We utilize liquid chromatography, mass spectrometry, and bioinformatics methods in our research.
We operate our own Thermo Q-Exactive HF hybrid Quadrupole Orbitrap mass spectrometer, which was installed in the laboratory in September 2017. This instrument is capable of generating mass spectra with resolving power up to 240,000 and has excellent scan speed and performance for proteomics applications.
We construct multi-dimensional liquid chromatography platforms, combining high/low pH reversed phase liquid chromatography and porous graphitic carbon chromatography for high-capacity peptide and glycan separation.
Ongoing projects include protein dynamics, protein isoform, and quantitative methods.
Proteins in the cell are finely balanced in a dynamic equilibrium of synthesis and degradation to maintain protein integrity and protein homeostasiss (“proteostasis”). When protein dynamics becomes disrupted, endoplasmic reticulum stress (ER stress) results and prompts potent response pathways that can either restore proteostasis or precipitate cell death. Mounting evidence now implicates ER stress as a central and conserved feature in multiple cardiac diseases, including cardiac hypertrophy and failure. Inhibition of ER stress shows therapeutic promises in reversing pathological aspects of cardiac remodeling in animals, suggesting proteostasis is causally linked to pathogenesis. However, relatively little is currently known on the quantitative parameters that describe the proteostasis of cardiac proteins, which encompasses proper protein synthesis, folding, glycosylation, and other dynamic processes that cannot be espied from steady-state expression. Without methods to quantify the temporal dynamics of protein networks, we lack a basic starting point from which to identify protein pathways targeted by proteostasis disruptions. Our goal is to better understand the proteostatic processes of the cardiac proteome and how they are regulated in health and disease.

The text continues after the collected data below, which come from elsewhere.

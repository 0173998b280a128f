//! `utrack status` – one query against the status endpoint.

use anyhow::{Context, Result};
use utrack_core::config::TrackerConfig;
use utrack_core::poll::StatusQuery;
use utrack_core::JobId;

pub async fn run_status(cfg: &TrackerConfig, job_id: &str) -> Result<()> {
    let query = cfg.status_query()?;
    let job_id = JobId::new(job_id);
    let status = query
        .query(&job_id)
        .await
        .with_context(|| format!("query status of {}", job_id))?;

    let progress = status
        .progress_hint()
        .map(|p| format!("{p}%"))
        .unwrap_or_else(|| "-".to_string());
    println!("{:<24} {:<8} {}", "JOB", "PROGRESS", "STATUS");
    println!("{:<24} {:<8} {}", job_id, progress, status.status_message());
    Ok(())
}
//! Notification transport over TCP with newline-delimited JSON.
//!
//! Client frames: `{"op":"subscribe","group":"<job>"}` and
//! `{"op":"unsubscribe","group":"<job>"}`. Server frames: one `PushMessage`
//! per line. Unparseable server lines are skipped.

use std::sync::atomic::{AtomicBool, Ordering};
use std::time::Duration;

use async_trait::async_trait;
use serde::Serialize;
use tokio::io::{AsyncBufReadExt, AsyncWriteExt, BufReader};
use tokio::net::tcp::{OwnedReadHalf, OwnedWriteHalf};
use tokio::net::TcpStream;
use tokio::sync::{mpsc, Mutex};
use tokio::task::JoinHandle;

use super::error::{ConnectError, SubscribeError};
use super::message::PushMessage;
use super::{NotificationConnection, NotificationTransport};

#[derive(Debug, Serialize)]
#[serde(tag = "op", rename_all = "lowercase")]
enum ClientFrame<'a> {
    Subscribe { group: &'a str },
    Unsubscribe { group: &'a str },
}

/// Connects to a notification server at `host:port` (optionally `tcp://host:port`).
#[derive(Debug, Clone)]
pub struct SocketTransport {
    connect_timeout: Duration,
}

impl SocketTransport {
    pub fn new(connect_timeout: Duration) -> Self {
        Self { connect_timeout }
    }
}

impl Default for SocketTransport {
    fn default() -> Self {
        Self::new(Duration::from_secs(10))
    }
}

fn socket_address(address: &str) -> Result<&str, ConnectError> {
    let addr = address.trim();
    let addr = addr.strip_prefix("tcp://").unwrap_or(addr);
    if addr.is_empty() || !addr.contains(':') {
        return Err(ConnectError::InvalidAddress(address.to_string()));
    }
    Ok(addr)
}

#[async_trait]
impl NotificationTransport for SocketTransport {
    async fn connect(
        &self,
        address: &str,
        events: mpsc::UnboundedSender<PushMessage>,
    ) -> Result<Box<dyn NotificationConnection>, ConnectError> {
        let addr = socket_address(address)?;
        let stream = tokio::time::timeout(self.connect_timeout, TcpStream::connect(addr))
            .await
            .map_err(|_| ConnectError::Timeout(self.connect_timeout))?
            .map_err(ConnectError::Unreachable)?;
        let _ = stream.set_nodelay(true);
        let (read_half, write_half) = stream.into_split();
        let reader = tokio::spawn(read_messages(read_half, events));
        Ok(Box::new(SocketConnection {
            writer: Mutex::new(write_half),
            reader,
            closed: AtomicBool::new(false),
        }))
    }
}

struct SocketConnection {
    writer: Mutex<OwnedWriteHalf>,
    reader: JoinHandle<()>,
    closed: AtomicBool,
}

impl SocketConnection {
    async fn send(&self, frame: &ClientFrame<'_>) -> Result<(), SubscribeError> {
        if self.closed.load(Ordering::Acquire) {
            return Err(SubscribeError::Closed);
        }
        let mut line = serde_json::to_string(frame)?;
        line.push('\n');
        let mut writer = self.writer.lock().await;
        writer
            .write_all(line.as_bytes())
            .await
            .map_err(SubscribeError::Send)?;
        writer.flush().await.map_err(SubscribeError::Send)
    }
}

#[async_trait]
impl NotificationConnection for SocketConnection {
    async fn subscribe(&self, group: &str) -> Result<(), SubscribeError> {
        self.send(&ClientFrame::Subscribe { group }).await
    }

    async fn unsubscribe(&self, group: &str) -> Result<(), SubscribeError> {
        self.send(&ClientFrame::Unsubscribe { group }).await
    }

    async fn close(&self) {
        if self.closed.swap(true, Ordering::AcqRel) {
            return;
        }
        self.reader.abort();
        let mut writer = self.writer.lock().await;
        if let Err(e) = writer.shutdown().await {
            tracing::debug!("notification socket shutdown: {}", e);
        }
    }
}

impl Drop for SocketConnection {
    fn drop(&mut self) {
        self.reader.abort();
    }
}

async fn read_messages(read_half: OwnedReadHalf, events: mpsc::UnboundedSender<PushMessage>) {
    let mut lines = BufReader::new(read_half).lines();
    loop {
        match lines.next_line().await {
            Ok(Some(line)) => {
                let line = line.trim();
                if line.is_empty() {
                    continue;
                }
                match serde_json::from_str::<PushMessage>(line) {
                    Ok(message) => {
                        if events.send(message).is_err() {
                            return;
                        }
                    }
                    Err(e) => tracing::debug!("skipping unparseable push line: {}", e),
                }
            }
            Ok(None) => {
                tracing::debug!("notification server closed the connection");
                return;
            }
            Err(e) => {
                tracing::debug!("notification socket read: {}", e);
                return;
            }
        }
    }
}
//! Job status endpoint payload and its normalization into `JobStatus`.

use serde::Deserialize;

use crate::job::JobStatus;

use super::error::PollQueryError;

#[derive(Debug, Clone, Copy, PartialEq, Eq, Deserialize)]
pub enum RemoteState {
    Pending,
    Uploading,
    Processing,
    Completed,
    Failed,
}

/// Body of `GET <status_base_url>/<job id>`.
#[derive(Debug, Clone, Deserialize)]
#[serde(rename_all = "camelCase")]
pub struct StatusResponse {
    pub status: RemoteState,
    #[serde(default)]
    pub progress_percentage: Option<f64>,
    #[serde(default)]
    pub url: Option<String>,
    #[serde(default)]
    pub message: Option<String>,
    /// Absent means the failure is final.
    #[serde(default)]
    pub retryable: Option<bool>,
}

impl StatusResponse {
    pub fn from_slice(body: &[u8]) -> Result<Self, PollQueryError> {
        Ok(serde_json::from_slice(body)?)
    }

    pub fn into_status(self) -> Result<JobStatus, PollQueryError> {
        let percent = JobStatus::percent_from(self.progress_percentage.unwrap_or(0.0));
        let status = match self.status {
            RemoteState::Pending => JobStatus::Pending,
            RemoteState::Uploading => JobStatus::Uploading { percent },
            RemoteState::Processing => JobStatus::Processing {
                percent,
                message: self.message,
            },
            RemoteState::Completed => match self.url {
                Some(result_url) if !result_url.is_empty() => JobStatus::Completed { result_url },
                _ => {
                    return Err(PollQueryError::Malformed(
                        "Completed status without url".to_string(),
                    ))
                }
            },
            RemoteState::Failed => JobStatus::Failed {
                message: self
                    .message
                    .unwrap_or_else(|| "processing failed".to_string()),
                retryable: self.retryable.unwrap_or(false),
            },
        };
        Ok(status)
    }
}
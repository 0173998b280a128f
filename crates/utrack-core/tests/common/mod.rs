pub mod push_server;
pub mod status_server;
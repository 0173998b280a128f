//! CLI for the utrack upload job tracker.

pub(crate) mod commands;

use anyhow::Result;
use clap::{Parser, Subcommand};
use utrack_core::config;

use commands::{run_config, run_status, run_watch, WatchOptions};

/// Top-level CLI for utrack.
#[derive(Debug, Parser)]
#[command(name = "utrack")]
#[command(about = "utrack: follow asynchronous upload jobs to completion", long_about = None)]
pub struct Cli {
    #[command(subcommand)]
    pub command: CliCommand,
}

#[derive(Debug, Subcommand)]
pub enum CliCommand {
    /// Track a submitted job until it completes, fails or times out. Ctrl-C cancels.
    Watch {
        /// Job identifier returned by the upload endpoint.
        job_id: String,
        /// Notification server address (host:port); overrides notification_address from config.
        #[arg(long, value_name = "ADDR")]
        channel: Option<String>,
        /// Poll interval in milliseconds; overrides poll.interval_ms.
        #[arg(long, value_name = "N")]
        interval_ms: Option<u64>,
        /// Non-terminal poll responses before giving up; overrides poll.max_attempts.
        #[arg(long, value_name = "N")]
        max_attempts: Option<u32>,
        /// Poll only; do not open the push channel.
        #[arg(long, conflicts_with = "channel")]
        no_push: bool,
    },

    /// Query the status endpoint once and print the normalized status.
    Status {
        /// Job identifier.
        job_id: String,
    },

    /// Show the config file path and effective configuration.
    Config,
}

impl CliCommand {
    pub async fn run_from_args() -> Result<()> {
        let cli = Cli::parse();
        let cfg = config::load_or_init()?;
        tracing::debug!("loaded config: {:?}", cfg);

        match cli.command {
            CliCommand::Watch {
                job_id,
                channel,
                interval_ms,
                max_attempts,
                no_push,
            } => {
                let opts = WatchOptions {
                    channel,
                    interval_ms,
                    max_attempts,
                    no_push,
                };
                run_watch(&cfg, &job_id, &opts).await?;
            }
            CliCommand::Status { job_id } => run_status(&cfg, &job_id).await?,
            CliCommand::Config => run_config(&cfg)?,
        }

        Ok(())
    }
}

#[cfg(test)]
mod tests;
//! Notification channel client: best-effort server push per job.
//!
//! The transport is an external collaborator behind [`NotificationTransport`];
//! [`NotificationClient`] adds the per-session policy on top (single attempt,
//! job filtering, normalization, explicit teardown). [`SocketTransport`] is a
//! small line-delimited JSON transport over TCP.

mod client;
mod error;
mod message;
mod socket;

use async_trait::async_trait;
use tokio::sync::mpsc;

pub use client::NotificationClient;
pub use error::{ConnectError, SubscribeError};
pub use message::{PushKind, PushMessage};
pub use socket::SocketTransport;

/// Opens connections to a notification server.
#[async_trait]
pub trait NotificationTransport: Send + Sync {
    /// Connect to `address`. Every message pushed on the connection is sent to
    /// `events` until the connection is closed or dropped.
    async fn connect(
        &self,
        address: &str,
        events: mpsc::UnboundedSender<PushMessage>,
    ) -> Result<Box<dyn NotificationConnection>, ConnectError>;
}

/// An open connection. Groups are job ids.
#[async_trait]
pub trait NotificationConnection: Send + Sync {
    async fn subscribe(&self, group: &str) -> Result<(), SubscribeError>;
    async fn unsubscribe(&self, group: &str) -> Result<(), SubscribeError>;
    /// Release the connection; no more messages are delivered afterwards.
    async fn close(&self);
}
use crate::geocode::traits::GeocodeSource;
use crate::geocode::types::{GeocodeError, OneMapResponse};
use crate::models::Coordinates;
use anyhow::{Context, Result};
use async_trait::async_trait;
use reqwest::header::CONTENT_TYPE;
use reqwest::Client;
use std::time::Duration;
use tracing::{debug, warn};

/// Public OneMap search endpoint (no token required)
pub const ONEMAP_SEARCH_URL: &str = "https://www.onemap.gov.sg/api/common/elastic/search";

/// Geocoder backed by Singapore's OneMap search API
pub struct OneMapSource {
    client: Client,
    endpoint: String,
}

impl OneMapSource {
    /// Create a source pointing at the public OneMap endpoint
    pub fn new() -> Result<Self> {
        Self::with_endpoint(ONEMAP_SEARCH_URL, Duration::from_secs(30))
    }

    /// Create a source against a custom endpoint (proxies, tests)
    pub fn with_endpoint(endpoint: impl Into<String>, timeout: Duration) -> Result<Self> {
        let client = Client::builder()
            .timeout(timeout)
            .build()
            .context("Failed to create HTTP client")?;

        Ok(Self {
            client,
            endpoint: endpoint.into(),
        })
    }

    pub fn endpoint(&self) -> &str {
        &self.endpoint
    }
}

#[async_trait]
impl GeocodeSource for OneMapSource {
    async fn search(&self, address: &str) -> Result<Option<Coordinates>, GeocodeError> {
        let response = self
            .client
            .get(&self.endpoint)
            .query(&[
                ("searchVal", address),
                ("returnGeom", "Y"),
                ("getAddrDetails", "Y"),
            ])
            .header(CONTENT_TYPE, "application/json")
            .send()
            .await
            .map_err(|e| GeocodeError::Transport(e.to_string()))?;

        let status = response.status();
        if !status.is_success() {
            warn!("OneMap returned status: {}", status);
            return Err(GeocodeError::Status(status.as_u16()));
        }

        let body = response
            .text()
            .await
            .map_err(|e| GeocodeError::Transport(e.to_string()))?;
        debug!("OneMap answered {} bytes for {:?}", body.len(), address);

        let parsed: OneMapResponse = serde_json::from_str(&body)
            .map_err(|e| GeocodeError::MalformedPayload(e.to_string()))?;
        parsed.first_coordinates()
    }

    fn source_name(&self) -> &'static str {
        "OneMap"
    }
}
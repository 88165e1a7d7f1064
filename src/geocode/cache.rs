use crate::models::Coordinates;
use lru::LruCache;
use std::num::NonZeroUsize;
use std::time::Duration;
use tokio::time::Instant;

#[derive(Debug, Clone, Copy, PartialEq)]
pub struct GeocodeCacheEntry {
    pub coordinates: Coordinates,
    pub cached_at: Instant,
}

/// Size-bounded LRU of resolved addresses with optional expiry.
///
/// Keys are stored exactly as given; callers normalise (trim) before lookup.
#[derive(Debug)]
pub struct GeocodeCache {
    entries: LruCache<String, GeocodeCacheEntry>,
    ttl: Option<Duration>,
}

impl GeocodeCache {
    pub fn new(capacity: usize, ttl: Option<Duration>) -> Self {
        let capacity = NonZeroUsize::new(capacity).unwrap_or(NonZeroUsize::MIN);
        Self {
            entries: LruCache::new(capacity),
            ttl,
        }
    }

    /// Fresh coordinates for `key`. An expired entry is dropped and reported absent.
    pub fn get(&mut self, key: &str, now: Instant) -> Option<Coordinates> {
        let ttl = self.ttl;
        let entry = *self.entries.get(key)?;

        if is_expired(&entry, ttl, now) {
            self.entries.pop(key);
            return None;
        }
        Some(entry.coordinates)
    }

    /// Insert or overwrite the entry for `key`
    pub fn insert(&mut self, key: String, coordinates: Coordinates, now: Instant) {
        self.entries.put(
            key,
            GeocodeCacheEntry {
                coordinates,
                cached_at: now,
            },
        );
    }

    /// Remove every expired entry, returning how many were dropped
    pub fn sweep_expired(&mut self, now: Instant) -> usize {
        let ttl = self.ttl;
        let stale: Vec<String> = self
            .entries
            .iter()
            .filter(|(_, entry)| is_expired(entry, ttl, now))
            .map(|(key, _)| key.clone())
            .collect();

        for key in &stale {
            self.entries.pop(key);
        }
        stale.len()
    }

    pub fn len(&self) -> usize {
        self.entries.len()
    }

    pub fn is_empty(&self) -> bool {
        self.entries.is_empty()
    }

    pub fn clear(&mut self) {
        self.entries.clear();
    }
}

fn is_expired(entry: &GeocodeCacheEntry, ttl: Option<Duration>, now: Instant) -> bool {
    match ttl {
        Some(ttl) => now.saturating_duration_since(entry.cached_at) >= ttl,
        None => false,
    }
}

Advances in large-scale “omics” approaches have led to an explosion of “gene list” data – lists of genes/proteins implicated in biological models resulting from discovery experiments. Connecting implicated molecules to useful knowledge is currently a major bottleneck in data interpretation. Gene Ontology (GO), KEGG, and other annotation sources are commonly used to analyze gene lists, but existing annotations are often better represented in lower-level functional concepts (e.g., whether a gene codes for a kinase or a cytosolic protein) while less complete in higher physiological concepts (e.g., how relevant is the gene to gastrointestinal processes). To help translate these molecular data from “omics” studies into biological knowledge, we are in the process of creating new annotation strategies to make sense of discovered genes and connect to known disease processes. Recently, our publications have demonstrated that public PubMed data can be mined to identify the semantic similarity between each gene/protein and higher physiological functions, and indeed any ontologies or concepts determined by the user that are searchable on PubMed (Lam et al. JACC 2015 and J Proteome Res 2016). We currently host a web app, “PubPular”, to allow users to specify a biomedical topic (e.g., cancer) and retrieve its popularly associated genes. PubPular is accessible via https://heart.shinyapps.io/PubPular/.
By enabling multiple protein isoforms to be encoded in one gene, alternative pre-mRNA processing such as alternative splicing (AS) constitutes a major source of proteome complexity in eukaryotes. Differential isoform expression is a critical feature of human diseases from cancer to heart failure, as well as responses to environmental stress including alcohol and oxidative damage. Their importance notwithstanding, current knowledge remains poor on the functional consequences of alternative protein isoforms. In this project, our goal is to develop new multi-omics strategies by integrating RNA-seq and shotgun proteomics approaches, to determine the differential expression of protein alternative isoforms in normal physiology and pathophysiology.